Muro di Berlino: cos’è rimasto di quella notte di novembre?

Muro di Berlino: cos’è rimasto di quella notte di novembre?

10 Novembre 2020 0 Di Arianna Bruno

Il 9 novembre 1989 è una data che resterà marchiata a fuoco nella storia del Novecento.

L’inizio della fine del Secolo Breve teorizzato dal grande storico inglese Eric Hobsbawm, che terminerà con il crollo dell’Unione Sovietica nel 1991, ha trascinato con sé le storie ed i sogni che si sono infranti contro quel muro, che più di ogni altro confine ha segnato il limite fra la libertà di espressione e le rigide e severe prescrizioni del sistema socialista, controllato da organizzazioni che cambiavano nome di Paese in Paese (vedi la Stasi in Germania Est e la Securitate in Romania) ma non i metodi.

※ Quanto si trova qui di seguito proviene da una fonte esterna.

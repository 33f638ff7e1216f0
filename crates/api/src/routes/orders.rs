//! Order endpoints.

use std::sync::Arc;

use axum::extract::{Path, State};
use axum::http::StatusCode;
use axum::Json;
use chrono::{DateTime, Utc};
use common::{Currency, CustomerId, OrderId, SellerId, VariantId};
use domain::order::{Address, Order};
use orchestrator::{CreateOrderRequest, RequestedItem};
use serde::{Deserialize, Serialize};
use store::UnitOfWork;
use uuid::Uuid;

use crate::error::ApiError;
use crate::routes::state::AppState;

// -- Request types --

#[derive(Deserialize)]
pub struct CreateOrderBody {
    pub customer_id: Uuid,
    pub currency: String,
    pub items: Vec<OrderItemBody>,
    pub shipping_address: AddressBody,
    pub billing_address: AddressBody,
}

#[derive(Deserialize)]
pub struct OrderItemBody {
    pub variant_id: Uuid,
    pub seller_id: Uuid,
    pub quantity: i64,
}

#[derive(Serialize, Deserialize)]
pub struct AddressBody {
    pub name: String,
    pub line1: String,
    #[serde(default)]
    pub line2: Option<String>,
    pub city: String,
    pub postal_code: String,
    pub country: String,
}

impl From<AddressBody> for Address {
    fn from(body: AddressBody) -> Self {
        Address {
            name: body.name,
            line1: body.line1,
            line2: body.line2,
            city: body.city,
            postal_code: body.postal_code,
            country: body.country,
        }
    }
}

#[derive(Deserialize)]
pub struct ExpireBody {
    #[serde(default = "default_limit")]
    pub limit: usize,
}

fn default_limit() -> usize {
    100
}

// -- Response types --

#[derive(Serialize)]
pub struct OrderResponse {
    pub id: String,
    pub order_number: String,
    pub customer_id: String,
    pub status: String,
    pub subtotal_minor: i64,
    pub tax_minor: i64,
    pub shipping_minor: i64,
    pub discount_minor: i64,
    pub total_minor: i64,
    pub currency: String,
    pub items: Vec<OrderItemResponse>,
    pub expires_at: DateTime<Utc>,
    pub created_at: DateTime<Utc>,
}

#[derive(Serialize)]
pub struct OrderItemResponse {
    pub variant_id: String,
    pub seller_id: String,
    pub quantity: i64,
    pub unit_price_minor: i64,
    pub total_price_minor: i64,
    pub reservation_key: String,
    pub status: String,
    pub product_name: String,
}

impl OrderResponse {
    fn from_order(order: &Order) -> Self {
        Self {
            id: order.id().to_string(),
            order_number: order.order_number().to_string(),
            customer_id: order.customer_id().to_string(),
            status: order.status().to_string(),
            subtotal_minor: order.totals().subtotal.minor(),
            tax_minor: order.totals().tax.minor(),
            shipping_minor: order.totals().shipping.minor(),
            discount_minor: order.totals().discount.minor(),
            total_minor: order.totals().total.minor(),
            currency: order.totals().currency.code().to_string(),
            items: order
                .items()
                .iter()
                .map(|item| OrderItemResponse {
                    variant_id: item.variant_id.to_string(),
                    seller_id: item.seller_id.to_string(),
                    quantity: item.quantity,
                    unit_price_minor: item.unit_price.minor(),
                    total_price_minor: item.total_price.minor(),
                    reservation_key: item.reservation_key.to_string(),
                    status: item.status.to_string(),
                    product_name: item.snapshot.product_name.clone(),
                })
                .collect(),
            expires_at: order.expires_at(),
            created_at: order.created_at(),
        }
    }
}

#[derive(Serialize)]
pub struct ExpireResponse {
    pub cancelled: Vec<String>,
    pub errors: Vec<String>,
}

// -- Handlers --

/// POST /orders — run the order-creation saga.
#[tracing::instrument(skip(state, body))]
pub async fn create<U: UnitOfWork>(
    State(state): State<Arc<AppState<U>>>,
    Json(body): Json<CreateOrderBody>,
) -> Result<(StatusCode, Json<OrderResponse>), ApiError> {
    let currency = Currency::from_code(&body.currency)
        .ok_or_else(|| ApiError::BadRequest(format!("unsupported currency: {}", body.currency)))?;

    let request = CreateOrderRequest {
        customer_id: CustomerId::from_uuid(body.customer_id),
        currency,
        items: body
            .items
            .into_iter()
            .map(|item| RequestedItem {
                variant_id: VariantId::from_uuid(item.variant_id),
                seller_id: SellerId::from_uuid(item.seller_id),
                quantity: item.quantity,
            })
            .collect(),
        shipping_address: body.shipping_address.into(),
        billing_address: body.billing_address.into(),
    };

    let order = state.orchestrator.create_order(request).await?;
    Ok((StatusCode::CREATED, Json(OrderResponse::from_order(&order))))
}

/// GET /orders/{id} — load an order.
pub async fn get<U: UnitOfWork>(
    State(state): State<Arc<AppState<U>>>,
    Path(id): Path<Uuid>,
) -> Result<Json<OrderResponse>, ApiError> {
    let order = state
        .orchestrator
        .get_order(OrderId::from_uuid(id))
        .await?
        .ok_or_else(|| ApiError::NotFound(format!("order not found: {id}")))?;
    Ok(Json(OrderResponse::from_order(&order)))
}

/// POST /orders/expire — auto-cancel overdue pending orders.
pub async fn expire<U: UnitOfWork>(
    State(state): State<Arc<AppState<U>>>,
    Json(body): Json<ExpireBody>,
) -> Result<Json<ExpireResponse>, ApiError> {
    let report = state.orchestrator.expire_overdue_orders(body.limit).await?;
    Ok(Json(ExpireResponse {
        cancelled: report.cancelled.iter().map(|id| id.to_string()).collect(),
        errors: report
            .errors
            .iter()
            .map(|(id, err)| format!("{id}: {err}"))
            .collect(),
    }))
}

Un controllo poliziesco sulle «Vite degli altri», come il titolo del bellissimo film di Florian Henckel von Donnersmarck dedicato proprio alla Germania Est, spazzato via dalla caduta del Muro di Berlino e dalla successiva caduta di tutti i regimi instaurati nei Paesi dell’Europa Orientale.

Crolli che, come in un gioco dei contrari, fra i giovani che affollavano le piazze delle capitali dell’Est hanno assunto un solo significato: libertà. Un valore coltivato negli anni della resistenza silenziosa ed esploso in tutta la sua spontaneità dopo quel 9 novembre, data in cui sembrò realizzarsi davvero il sogno di un’Europa unita.

Lo spirito che ha animato quelle notti e le settimane successive affondava le sue radici negli anni passati ad allungare lo sguardo oltre la ormai stanca retorica socialista ed ad ascoltare di nascosto i Depeche Mode, vera e propria band di culto nella Germania Est.

La loro musica, ad esempio, ha rappresentato per migliaia di ragazzi della Ddr una finestra sull’arte libera, su un mondo che hanno cominciato a conoscere proprio grazie al linguaggio universale della musica, capace di superare barriere e confini.

Ma cosa ci è rimasto a 31 anni di distanza da quei giorni e quelle notti di festa? All’apparenza poco o nulla; alcuni Paesi dell’Est Europa, dopo l’euforia dei primi anni Duemila (legata all’ingresso nell’Ue), si sono ritrovati in balia di ondate illiberali che ne hanno messo a rischio la tenuta democratica; l’Europa, a lungo cullata dai sogni di prosperità ed apertura culturale, non è riuscita a dotarsi di una linea comune fra gli Stati membri, impegnati in un’aspra contrapposizione sui vari temi (migranti ed economia su tutti) sedata solo dallo scoppio della pandemia da Covid-19.

In realtà, però, qualcosa è rimasto: l’impressione che la fiamma della speranza che riscaldò quelle notti di 31 anni fa non si sia ancora spenta.

Sta a noi tenerla viva ed alimentarla giorno dopo giorno.